The easiest emotions to pull from music are usually joy and sadness, so we started there. Instead of asking “What do you listen to when you’re sad?” we flipped it. “What’s the last song that made you cry?” We wanted songs that gave the feeling, not ones chosen because we were already in it.
Il Volo - My Way
SPEYSIDE - Bon Iver
Hurt - Johnny Cash
Nothing Compares 2 U - Sinéad O'Connor
The Scythe - The Last Dinner Party
Wish You Were Here - Pink Floyd
Hesitate - Golden Vessel, Emerson Leif
Call Your Mom - Noah Kahan
Someone Like You - Adele
Hallelujah - Jeff Buckley
Fix You - Coldplay
Knockin’ On Heaven’s Door - Bob Dylan
Requiem in D Minor - Wolfgang Amadeus Mozart
Before you press play, we’re sorry. But maybe the thing they all have in common is loss, or the sense of it, and it is one of the human truths. We will all experience it to some degree.
The magic for all of these happens in chord changes and the deep notes; they trigger something in us. Add in the tone of the vocals, and your own context?

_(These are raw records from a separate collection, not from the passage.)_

//! Core shared types for the meshpanel aggregation engine.
//!
//! This crate defines the identity, time, record, event, and error
//! types used across the workspace. Storage and runtime crates depend
//! on it; it depends on nothing else in the workspace.

pub mod config;
pub mod contact;
pub mod event;
pub mod outbound;

use std::fmt;
use std::str::FromStr;

use chrono::{DateTime, TimeZone, Utc};
use serde::{Deserialize, Serialize};
use thiserror::Error;

pub use contact::{ContactRecord, HopRecord, NodeKind, ResolvedNode};
pub use event::{MeshEvent, RawEvent};
pub use outbound::{HostCall, OutboundCommand};

// ---------------------------------------------------------------------------
// NodeIdentity
// ---------------------------------------------------------------------------

/// Length of the pubkey prefix used to identify contacts for greeting.
pub const GREETING_PREFIX_LEN: usize = 12;

/// Lower-cased pubkey prefix identifying a mesh node for matching.
///
/// Prefixes are not globally unique: two nodes may share a short
/// prefix. Resolution to a full contact record is done by the node
/// resolver, which applies a deterministic tie-break.
#[derive(Clone, Debug, Eq, PartialEq, Ord, PartialOrd, Hash, Serialize, Deserialize)]
#[serde(try_from = "String", into = "String")]
pub struct NodeIdentity(String);

impl NodeIdentity {
    /// Builds an identity from any prefix string.
    ///
    /// Surrounding whitespace is trimmed and the result lower-cased.
    ///
    /// # Errors
    ///
    /// [`MeshPanelError::InvalidIdentity`] if the prefix is empty after
    /// trimming.
    pub fn new(prefix: &str) -> Result<Self> {
        let normalized = prefix.trim().to_lowercase();
        if normalized.is_empty() {
            return Err(MeshPanelError::InvalidIdentity {
                reason: "identity prefix must not be empty".into(),
            });
        }
        Ok(Self(normalized))
    }

    /// Builds the greeting identity: the first 12 characters of a pubkey.
    pub fn from_pubkey(pubkey: &str) -> Result<Self> {
        let truncated: String = pubkey.trim().chars().take(GREETING_PREFIX_LEN).collect();
        Self::new(&truncated)
    }

    /// Returns the normalized prefix.
    pub fn as_str(&self) -> &str {
        &self.0
    }

    /// Returns `true` if `full` starts with this prefix (case-insensitive).
    pub fn is_prefix_of(&self, full: &str) -> bool {
        full.to_lowercase().starts_with(&self.0)
    }
}

impl TryFrom<String> for NodeIdentity {
    type Error = MeshPanelError;

    fn try_from(value: String) -> Result<Self> {
        Self::new(&value)
    }
}

impl From<NodeIdentity> for String {
    fn from(id: NodeIdentity) -> Self {
        id.0
    }
}

impl FromStr for NodeIdentity {
    type Err = MeshPanelError;

    fn from_str(s: &str) -> Result<Self> {
        Self::new(s)
    }
}

impl fmt::Display for NodeIdentity {
    fn fmt(&self, f: &mut fmt::Formatter<'_>) -> fmt::Result {
        f.write_str(&self.0)
    }
}

// ---------------------------------------------------------------------------
// Timestamp
// ---------------------------------------------------------------------------

/// Seconds since the Unix epoch, with sub-second precision.
///
/// Serialized as a bare JSON number so snapshot and artifact files
/// stay readable by consumers that expect float epoch seconds.
#[derive(Clone, Copy, Debug, PartialEq, PartialOrd, Default, Serialize, Deserialize)]
#[serde(transparent)]
pub struct Timestamp(f64);

impl Timestamp {
    /// The epoch itself. Used as the stand-in for "never".
    pub const EPOCH: Self = Self(0.0);

    /// Current UTC time.
    pub fn now() -> Self {
        Self::from_datetime(Utc::now())
    }

    /// Creates a timestamp from epoch seconds.
    pub fn from_secs(secs: f64) -> Self {
        Self(secs)
    }

    /// Creates a timestamp from a `DateTime<Utc>`.
    pub fn from_datetime(dt: DateTime<Utc>) -> Self {
        Self(dt.timestamp_millis() as f64 / 1000.0)
    }

    /// Returns epoch seconds.
    pub fn as_secs(&self) -> f64 {
        self.0
    }

    /// Converts to a `DateTime<Utc>`, if the value is representable.
    pub fn as_datetime(&self) -> Option<DateTime<Utc>> {
        if !self.0.is_finite() {
            return None;
        }
        Utc.timestamp_millis_opt((self.0 * 1000.0).round() as i64).single()
    }

    /// Seconds elapsed between `self` and `now`. Negative if `self` is
    /// in the future.
    pub fn age_secs(&self, now: Timestamp) -> f64 {
        now.0 - self.0
    }

    /// Returns `true` if `self` is no older than `max_age_secs` at `now`.
    pub fn is_within(&self, now: Timestamp, max_age_secs: f64) -> bool {
        self.age_secs(now) <= max_age_secs
    }
}

impl fmt::Display for Timestamp {
    fn fmt(&self, f: &mut fmt::Formatter<'_>) -> fmt::Result {
        match self.as_datetime() {
            Some(dt) => write!(f, "{}", dt.to_rfc3339()),
            None => write!(f, "{}", self.0),
        }
    }
}

// ---------------------------------------------------------------------------
// MeshPanelError
// ---------------------------------------------------------------------------

/// Central error type for the meshpanel workspace.
///
/// Every crate converts its failures into one of these variants. None
/// of them is fatal to the process: the event loop logs them and keeps
/// running.
#[derive(Debug, Error)]
pub enum MeshPanelError {
    /// A node identity prefix is empty or malformed.
    #[error("invalid identity: {reason}")]
    InvalidIdentity {
        /// Why the identity was rejected.
        reason: String,
    },

    /// A raw host event could not be decoded.
    #[error("invalid event: {reason}")]
    InvalidEvent {
        /// Why the event was rejected.
        reason: String,
    },

    /// Reading or writing a persisted snapshot failed.
    #[error("storage error: {reason}")]
    StorageError {
        /// Human-readable description of the storage failure.
        reason: String,
    },

    /// Writing an exported artifact failed.
    #[error("export error: {reason}")]
    ExportError {
        /// Human-readable description of the export failure.
        reason: String,
    },

    /// The host rejected, failed, or timed out an outbound command.
    #[error("command failed: {reason}")]
    CommandFailed {
        /// Human-readable description of the command failure.
        reason: String,
    },

    /// A host query (contacts, hops, settings) failed.
    #[error("host error: {reason}")]
    HostError {
        /// Human-readable description of the host failure.
        reason: String,
    },

    /// A configuration value is invalid, or a lifecycle call was made
    /// in the wrong state.
    #[error("config error: {reason}")]
    ConfigError {
        /// Human-readable description of the configuration problem.
        reason: String,
    },
}

/// Convenience result type using [`MeshPanelError`].
pub type Result<T> = std::result::Result<T, MeshPanelError>;

// ---------------------------------------------------------------------------
// Tests
// ---------------------------------------------------------------------------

You can be going about your day, feeling fine, unswayed in any particular way, but hearing the music can push you into feeling something. We’re feeling the sound, or the sound is giving us space to feel something we have somewhere in the background. That’s melodic yearning: emotion stretching itself out across a melody. Loneliness, hope, everything in between, all from a three-minute track. Magic.

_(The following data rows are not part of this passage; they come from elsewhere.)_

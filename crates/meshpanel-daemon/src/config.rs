//! CLI argument parsing and config file support.
//!
//! The daemon can be configured via CLI flags, a JSON config file,
//! or a combination of both (CLI overrides config file).

use std::path::{Path, PathBuf};

use clap::Parser;
use meshpanel_types::config::PanelConfig;
use serde::{Deserialize, Serialize};

// ---------------------------------------------------------------------------
// CLI arguments
// ---------------------------------------------------------------------------

/// Meshpanel daemon: mesh topology panel fed from stdin.
///
/// Raw host events are read as JSON lines from stdin. Outbound host
/// calls are written as JSON lines to stdout. Logs go to stderr and
/// are filtered with `RUST_LOG` (default: info).
#[derive(Parser, Debug, Default)]
#[command(name = "meshpanel-daemon", version, about)]
pub struct Cli {
    /// Directory holding persisted snapshots (default: platform-specific).
    #[arg(long, value_name = "PATH")]
    pub data_dir: Option<PathBuf>,

    /// Directory the panel artifacts are written to (default: data dir).
    #[arg(long, value_name = "PATH")]
    pub output_dir: Option<PathBuf>,

    /// Directory with contacts.json, hops.json and settings.json
    /// (default: data dir).
    #[arg(long, value_name = "PATH")]
    pub host_dir: Option<PathBuf>,

    /// Load settings from a JSON config file.
    #[arg(long, value_name = "PATH")]
    pub config: Option<PathBuf>,

    /// Operator name embedded in greeting messages.
    #[arg(long, value_name = "NAME")]
    pub my_name: Option<String>,

    /// Disable greeting of new contacts.
    #[arg(long)]
    pub no_greet: bool,

    /// Disable the scheduled stale-contact sweep.
    #[arg(long)]
    pub no_cleanup: bool,
}

// ---------------------------------------------------------------------------
// Config file (JSON)
// ---------------------------------------------------------------------------

/// JSON config file format.
///
/// Example `meshpanel.json`:
/// ```json
/// {
///   "data_dir": "/var/lib/meshpanel",
///   "output_dir": "/var/www/meshpanel",
///   "host_dir": "/run/meshpanel",
///   "panel": {
///     "my_name": "Hilltop",
///     "cleanup_days": 45,
///     "export_interval_secs": 120
///   }
/// }
/// ```
#[derive(Debug, Clone, Serialize, Deserialize, Default)]
pub struct DaemonConfigFile {
    pub data_dir: Option<String>,
    pub output_dir: Option<String>,
    pub host_dir: Option<String>,
    /// Engine settings; absent fields take `PanelConfig` defaults.
    pub panel: Option<PanelConfig>,
}

// ---------------------------------------------------------------------------
// Resolved config (all defaults applied)
// ---------------------------------------------------------------------------

/// Fully resolved daemon configuration with all defaults applied.
#[derive(Debug, Clone)]
pub struct DaemonConfig {
    pub data_dir: PathBuf,
    pub output_dir: PathBuf,
    pub host_dir: PathBuf,
    pub panel: PanelConfig,
}

impl DaemonConfig {
    /// Build config purely from CLI args with defaults.
    pub fn from_cli(cli: &Cli) -> Self {
        Self::from_file(DaemonConfigFile::default()).merge_cli(cli)
    }

    /// Load config from a JSON file.
    pub fn load(path: &Path) -> Result<Self, String> {
        let text = std::fs::read_to_string(path)
            .map_err(|e| format!("failed to read config file: {e}"))?;

        let file: DaemonConfigFile =
            serde_json::from_str(&text).map_err(|e| format!("invalid config JSON: {e}"))?;

        Ok(Self::from_file(file))
    }

    /// Merge CLI overrides onto a config-file base.
    ///
    /// An explicit `--data-dir` also moves the output and host
    /// directories unless those are given too.
    pub fn merge_cli(mut self, cli: &Cli) -> Self {
        if let Some(ref dir) = cli.data_dir {
            if self.output_dir == self.data_dir {
                self.output_dir = dir.clone();
            }
            if self.host_dir == self.data_dir {
                self.host_dir = dir.clone();
            }
            self.data_dir = dir.clone();
        }
        if let Some(ref dir) = cli.output_dir {
            self.output_dir = dir.clone();
        }
        if let Some(ref dir) = cli.host_dir {
            self.host_dir = dir.clone();
        }
        if let Some(ref name) = cli.my_name {
            self.panel.my_name = name.clone();
        }
        if cli.no_greet {
            self.panel.greet_enabled = false;
        }
        if cli.no_cleanup {
            self.panel.cleanup_enabled = false;
        }
        self
    }

    fn from_file(file: DaemonConfigFile) -> Self {
        let data_dir = file
            .data_dir
            .map(PathBuf::from)
            .unwrap_or_else(default_data_dir);
        Self {
            output_dir: file
                .output_dir
                .map(PathBuf::from)
                .unwrap_or_else(|| data_dir.clone()),
            host_dir: file
                .host_dir
                .map(PathBuf::from)
                .unwrap_or_else(|| data_dir.clone()),
            data_dir,
            panel: file.panel.unwrap_or_default(),
        }
    }
}

// ---------------------------------------------------------------------------
// Helpers
// ---------------------------------------------------------------------------

/// Platform-specific default data directory.
fn default_data_dir() -> PathBuf {
    if cfg!(target_os = "linux") {
        if let Some(home) = dirs::home_dir() {
            return home.join(".meshpanel");
        }
    }
    if let Some(data) = dirs::data_dir() {
        return data.join("Meshpanel");
    }
    PathBuf::from("meshpanel-data")
}

// ---------------------------------------------------------------------------
// Tests
// ---------------------------------------------------------------------------

#[cfg(test)]
mod tests {
    use super::*;

    #[test]
    fn cli_flags_parse() {
        let cli = Cli::try_parse_from([
            "meshpanel-daemon",
            "--data-dir",
            "/tmp/mp",
            "--my-name",
            "Hilltop",
            "--no-greet",
        ])
        .expect("parse");
        assert_eq!(cli.data_dir, Some(PathBuf::from("/tmp/mp")));
        assert_eq!(cli.my_name.as_deref(), Some("Hilltop"));
        assert!(cli.no_greet);
        assert!(!cli.no_cleanup);
    }

    #[test]
    fn data_dir_flag_moves_dependent_dirs() {
        let cli = Cli {
            data_dir: Some(PathBuf::from("/srv/mp")),
            ..Cli::default()
        };
        let cfg = DaemonConfig::from_cli(&cli);
        assert_eq!(cfg.data_dir, PathBuf::from("/srv/mp"));
        assert_eq!(cfg.output_dir, PathBuf::from("/srv/mp"));
        assert_eq!(cfg.host_dir, PathBuf::from("/srv/mp"));
        assert!(cfg.panel.greet_enabled);
    }

    #[test]
    fn file_values_fill_gaps_and_cli_wins() {
        let file: DaemonConfigFile = serde_json::from_str(
            r#"{
                "data_dir": "/var/lib/mp",
                "output_dir": "/var/www/mp",
                "panel": { "my_name": "FromFile", "cleanup_days": 45 }
            }"#,
        )
        .expect("json");
        let cli = Cli {
            my_name: Some("FromCli".into()),
            no_cleanup: true,
            ..Cli::default()
        };

        let cfg = DaemonConfig::from_file(file).merge_cli(&cli);
        assert_eq!(cfg.output_dir, PathBuf::from("/var/www/mp"));
        assert_eq!(cfg.host_dir, PathBuf::from("/var/lib/mp"));
        assert_eq!(cfg.panel.my_name, "FromCli");
        assert_eq!(cfg.panel.cleanup_days, 45);
        assert!(!cfg.panel.cleanup_enabled);
        assert_eq!(cfg.panel.export_interval_secs, 300);
    }

    #[test]
    fn explicit_output_dir_survives_data_dir_override() {
        let file = DaemonConfigFile {
            data_dir: Some("/a".into()),
            output_dir: Some("/b".into()),
            ..DaemonConfigFile::default()
        };
        let cli = Cli {
            data_dir: Some(PathBuf::from("/c")),
            ..Cli::default()
        };
        let cfg = DaemonConfig::from_file(file).merge_cli(&cli);
        assert_eq!(cfg.output_dir, PathBuf::from("/b"));
        assert_eq!(cfg.host_dir, PathBuf::from("/c"));
    }

    #[test]
    fn missing_config_file_is_an_error() {
        let err = DaemonConfig::load(Path::new("/definitely/not/here.json"))
            .expect_err("must fail");
        assert!(err.contains("failed to read config file"));
    }
}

So what about joy? Or just uplifted?
Would I Lie To You - Charles and Eddie
(Your Love Keeps Lifting Me) Higher & Higher - Jackie Wilson
Ella Baila Sola - Eslabon Armado, Peso Pluma (“though, yo no entiendo nada from this song except 'ella baila sola'” says one of the team.)
Before I Forget - Slipknot
Lifted - Lighthouse Family
Your New Morning Alarm - Marc Rebillet
Move On Up - Curtis Mayfield
Once in a Lifetime - Talking Heads
Good Vibrations - The Beach Boys
Keep Ya Head Up - 2Pac
A totally different feel, a different everything. The swell, speed, and easy-to-guess pattern all push you forward and up, rather than pull you down.
So how does it work?
Psychology of Sound
Hearing, as a sense, keeps us safe. Some sounds will set us on edge, others will soothe us. Loud bangs are likely to make you jump, while rainfall and birds chirping will bring you calm. The birds’ example is even more interesting when you factor in that birds sing when there are no immediate threats. The familiarity with some sounds can give us a sense of peace, or let’s say, your car is making a clanging noise. This unfamiliar sound could signal that something is wrong, and you’ll worry about it.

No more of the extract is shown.